//! Sequence model artifacts
//!
//! [`SequenceModel`] is the seam between the pipeline and whatever model was
//! trained. The crate ships one concrete artifact, [`CentroidModel`]: one mean
//! window per class, scored by a softmax over negative mean squared distance.

use super::artifact::{check_format_version, read_json_artifact, stage_json, write_json_atomic, CURRENT_FORMAT_VERSION};
use crate::capture::{SequenceWindow, WindowShape};
use serde::{Deserialize, Serialize};
use std::path::Path;

/// A trained model over fixed-shape windows
pub trait SequenceModel: Send + Sync {
    /// Window shape the model was trained for
    fn input_shape(&self) -> WindowShape;

    /// Number of output classes
    fn output_dim(&self) -> usize;

    /// Per-class probabilities in catalog index order, summing to 1.
    ///
    /// Callers guarantee `window.shape() == self.input_shape()`.
    fn predict_proba(&self, window: &SequenceWindow) -> Vec<f32>;

    /// Ordered class names the model was trained with, when recorded
    fn class_names(&self) -> Option<&[String]> {
        None
    }
}

/// Default softmax temperature
pub const DEFAULT_TEMPERATURE: f32 = 0.01;

/// Nearest-centroid model over flattened windows
#[derive(Debug, Clone, PartialEq, Serialize, Deserialize)]
pub struct CentroidModel {
    #[serde(default = "default_version")]
    format_version: String,
    frames: usize,
    features: usize,
    temperature: f32,
    /// Class names in output order, bound when the artifact pair is written
    #[serde(default, skip_serializing_if = "Vec::is_empty")]
    classes: Vec<String>,
    /// One flattened `frames * features` mean window per class
    centroids: Vec<Vec<f32>>,
}

fn default_version() -> String {
    CURRENT_FORMAT_VERSION.to_string()
}

impl CentroidModel {
    /// Fit one centroid per class from `(class_index, window)` samples.
    ///
    /// Every class in `0..num_classes` needs at least one sample.
    pub fn fit<'a, I>(
        shape: WindowShape,
        num_classes: usize,
        temperature: f32,
        samples: I,
    ) -> crate::Result<Self>
    where
        I: IntoIterator<Item = (usize, &'a SequenceWindow)>,
    {
        if temperature.is_nan() || temperature <= 0.0 {
            return Err(crate::Error::InvalidInput(format!(
                "temperature must be positive, got {}",
                temperature
            )));
        }
        let size = shape.element_count();
        let mut sums = vec![vec![0.0_f64; size]; num_classes];
        let mut counts = vec![0usize; num_classes];

        for (class, window) in samples {
            if class >= num_classes {
                return Err(crate::Error::InvalidInput(format!(
                    "class index {} out of range for {} classes",
                    class, num_classes
                )));
            }
            window.ensure_shape(shape)?;
            for (acc, v) in sums[class].iter_mut().zip(window.view().iter()) {
                *acc += *v as f64;
            }
            counts[class] += 1;
        }

        if let Some(empty) = counts.iter().position(|c| *c == 0) {
            return Err(crate::Error::InsufficientData(format!(
                "class index {} has no training samples",
                empty
            )));
        }

        let centroids = sums
            .into_iter()
            .zip(counts)
            .map(|(sum, n)| sum.into_iter().map(|s| (s / n as f64) as f32).collect())
            .collect();

        Ok(Self {
            format_version: CURRENT_FORMAT_VERSION.to_string(),
            frames: shape.frames,
            features: shape.features,
            temperature,
            classes: Vec::new(),
            centroids,
        })
    }

    /// Record the class name of every output
    pub fn with_classes(mut self, classes: &[String]) -> crate::Result<Self> {
        if classes.len() != self.centroids.len() {
            return Err(crate::Error::ArtifactIntegrity(format!(
                "{} class names for a model with {} outputs",
                classes.len(),
                self.centroids.len()
            )));
        }
        self.classes = classes.to_vec();
        Ok(self)
    }

    pub fn temperature(&self) -> f32 {
        self.temperature
    }

    pub fn load(path: &Path) -> crate::Result<Self> {
        let model: Self = read_json_artifact(path, "model")?;
        check_format_version(&model.format_version, path);
        model.check_consistency()?;
        Ok(model)
    }

    pub fn save(&self, path: &Path) -> crate::Result<()> {
        write_json_atomic(self, path)
    }

    pub(crate) fn stage(&self, path: &Path) -> crate::Result<()> {
        stage_json(self, path).map(|_| ())
    }

    fn check_consistency(&self) -> crate::Result<()> {
        let size = self.frames.checked_mul(self.features).ok_or_else(|| {
            crate::Error::ArtifactIntegrity(format!(
                "model shape {}x{} is too large",
                self.frames, self.features
            ))
        })?;
        if size == 0 || self.centroids.is_empty() {
            return Err(crate::Error::ArtifactIntegrity("model has an empty shape or no classes".to_string()));
        }
        if !self.classes.is_empty() && self.classes.len() != self.centroids.len() {
            return Err(crate::Error::ArtifactIntegrity(format!(
                "model names {} classes but has {} centroids",
                self.classes.len(),
                self.centroids.len()
            )));
        }
        if let Some(bad) = self.centroids.iter().position(|c| c.len() != size) {
            return Err(crate::Error::ArtifactIntegrity(format!(
                "centroid {} has {} values, expected {}",
                bad,
                self.centroids[bad].len(),
                size
            )));
        }
        if self.temperature.is_nan() || self.temperature <= 0.0 {
            return Err(crate::Error::ArtifactIntegrity(format!(
                "model temperature must be positive, got {}",
                self.temperature
            )));
        }
        Ok(())
    }
}

impl SequenceModel for CentroidModel {
    fn input_shape(&self) -> WindowShape {
        WindowShape::new(self.frames, self.features)
    }

    fn output_dim(&self) -> usize {
        self.centroids.len()
    }

    fn predict_proba(&self, window: &SequenceWindow) -> Vec<f32> {
        let n = (self.frames * self.features).max(1) as f32;
        let logits: Vec<f32> = self
            .centroids
            .iter()
            .map(|c| {
                let sq: f32 = c
                    .iter()
                    .zip(window.view().iter())
                    .map(|(a, b)| (a - b) * (a - b))
                    .sum();
                -(sq / n) / self.temperature
            })
            .collect();
        softmax(&logits)
    }

    fn class_names(&self) -> Option<&[String]> {
        if self.classes.is_empty() {
            None
        } else {
            Some(&self.classes)
        }
    }
}

/// Numerically stable softmax
pub fn softmax(logits: &[f32]) -> Vec<f32> {
    let max = logits.iter().copied().fold(f32::NEG_INFINITY, f32::max);
    let exps: Vec<f32> = logits.iter().map(|l| (l - max).exp()).collect();
    let total: f32 = exps.iter().sum();
    if total > 0.0 && total.is_finite() {
        exps.into_iter().map(|e| e / total).collect()
    } else {
        vec![1.0 / logits.len().max(1) as f32; logits.len()]
    }
}

#[cfg(test)]
mod tests {
    use super::*;
    use ndarray::Array2;

    fn constant_window(shape: WindowShape, value: f32) -> SequenceWindow {
        SequenceWindow::from_array(Array2::from_elem(shape.as_tuple(), value))
    }

    #[test]
    fn test_softmax_sums_to_one() {
        let probs = softmax(&[1.0, 2.0, 3.0]);
        let total: f32 = probs.iter().sum();
        assert!((total - 1.0).abs() < 1e-6);
        assert!(probs[2] > probs[1] && probs[1] > probs[0]);
    }

    #[test]
    fn test_softmax_handles_large_logits() {
        let probs = softmax(&[1000.0, -1000.0]);
        assert!((probs[0] - 1.0).abs() < 1e-6);
    }

    #[test]
    fn test_fit_and_predict_nearest_class() {
        let shape = WindowShape::new(4, 6);
        let low = constant_window(shape, 0.1);
        let high = constant_window(shape, 0.9);
        let model = CentroidModel::fit(shape, 2, DEFAULT_TEMPERATURE, vec![(0, &low), (1, &high)]).unwrap();

        assert_eq!(model.input_shape(), shape);
        assert_eq!(model.output_dim(), 2);

        let probs = model.predict_proba(&constant_window(shape, 0.85));
        assert!(probs[1] > 0.9, "probs = {:?}", probs);
        let total: f32 = probs.iter().sum();
        assert!((total - 1.0).abs() < 1e-5);
    }

    #[test]
    fn test_fit_rejects_class_without_samples() {
        let shape = WindowShape::new(2, 2);
        let w = constant_window(shape, 0.5);
        let err = CentroidModel::fit(shape, 2, DEFAULT_TEMPERATURE, vec![(0, &w)]).unwrap_err();
        assert!(matches!(err, crate::Error::InsufficientData(_)));
    }

    #[test]
    fn test_fit_rejects_wrong_shape() {
        let shape = WindowShape::new(2, 2);
        let w = constant_window(WindowShape::new(3, 2), 0.5);
        assert!(CentroidModel::fit(shape, 1, DEFAULT_TEMPERATURE, vec![(0, &w)]).is_err());
    }

    #[test]
    fn test_save_load_roundtrip() {
        let dir = tempfile::tempdir().unwrap();
        let path = dir.path().join("gesture_model.json");
        let shape = WindowShape::new(2, 3);
        let w = constant_window(shape, 0.25);
        let model = CentroidModel::fit(shape, 1, 0.5, vec![(0, &w)]).unwrap();
        model.save(&path).unwrap();
        assert_eq!(CentroidModel::load(&path).unwrap(), model);
    }

    #[test]
    fn test_load_inconsistent_model_is_integrity_error() {
        let dir = tempfile::tempdir().unwrap();
        let path = dir.path().join("model.json");
        std::fs::write(
            &path,
            r#"{"frames": 2, "features": 2, "temperature": 0.1, "centroids": [[0.0, 0.0, 0.0]]}"#,
        )
        .unwrap();
        assert!(matches!(
            CentroidModel::load(&path),
            Err(crate::Error::ArtifactIntegrity(_))
        ));
    }

    #[test]
    fn test_load_oversized_shape_is_integrity_error() {
        let dir = tempfile::tempdir().unwrap();
        let path = dir.path().join("model.json");
        let json = format!(
            r#"{{"frames": {}, "features": 4, "temperature": 0.1, "centroids": [[0.0]]}}"#,
            usize::MAX
        );
        std::fs::write(&path, json).unwrap();
        let err = CentroidModel::load(&path).unwrap_err();
        assert!(matches!(err, crate::Error::ArtifactIntegrity(ref m) if m.contains("too large")));
    }

    #[test]
    fn test_class_names_survive_save_and_load() {
        let dir = tempfile::tempdir().unwrap();
        let path = dir.path().join("gesture_model.json");
        let shape = WindowShape::new(2, 2);
        let (a, b) = (constant_window(shape, 0.1), constant_window(shape, 0.9));
        let model = CentroidModel::fit(shape, 2, DEFAULT_TEMPERATURE, vec![(0, &a), (1, &b)]).unwrap();
        assert!(model.class_names().is_none());
        assert!(model.clone().with_classes(&["only".to_string()]).is_err());

        let named = model.with_classes(&["bye".to_string(), "hello".to_string()]).unwrap();
        named.save(&path).unwrap();
        let loaded = CentroidModel::load(&path).unwrap();
        assert_eq!(loaded.class_names(), Some(&["bye".to_string(), "hello".to_string()][..]));
    }
}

= = = = = = =

INSTRUCTIONS TO FOLLOW: A verbatim transcription is required: the first line of the listing, the line containing "mean squared distance.", and every line between them.

OUTPUT BELOW:
//! Sequence model artifacts
//!
//! [`SequenceModel`] is the seam between the pipeline and whatever model was
//! trained. The crate ships one concrete artifact, [`CentroidModel`]: one mean
//! window per class, scored by a softmax over negative mean squared distance.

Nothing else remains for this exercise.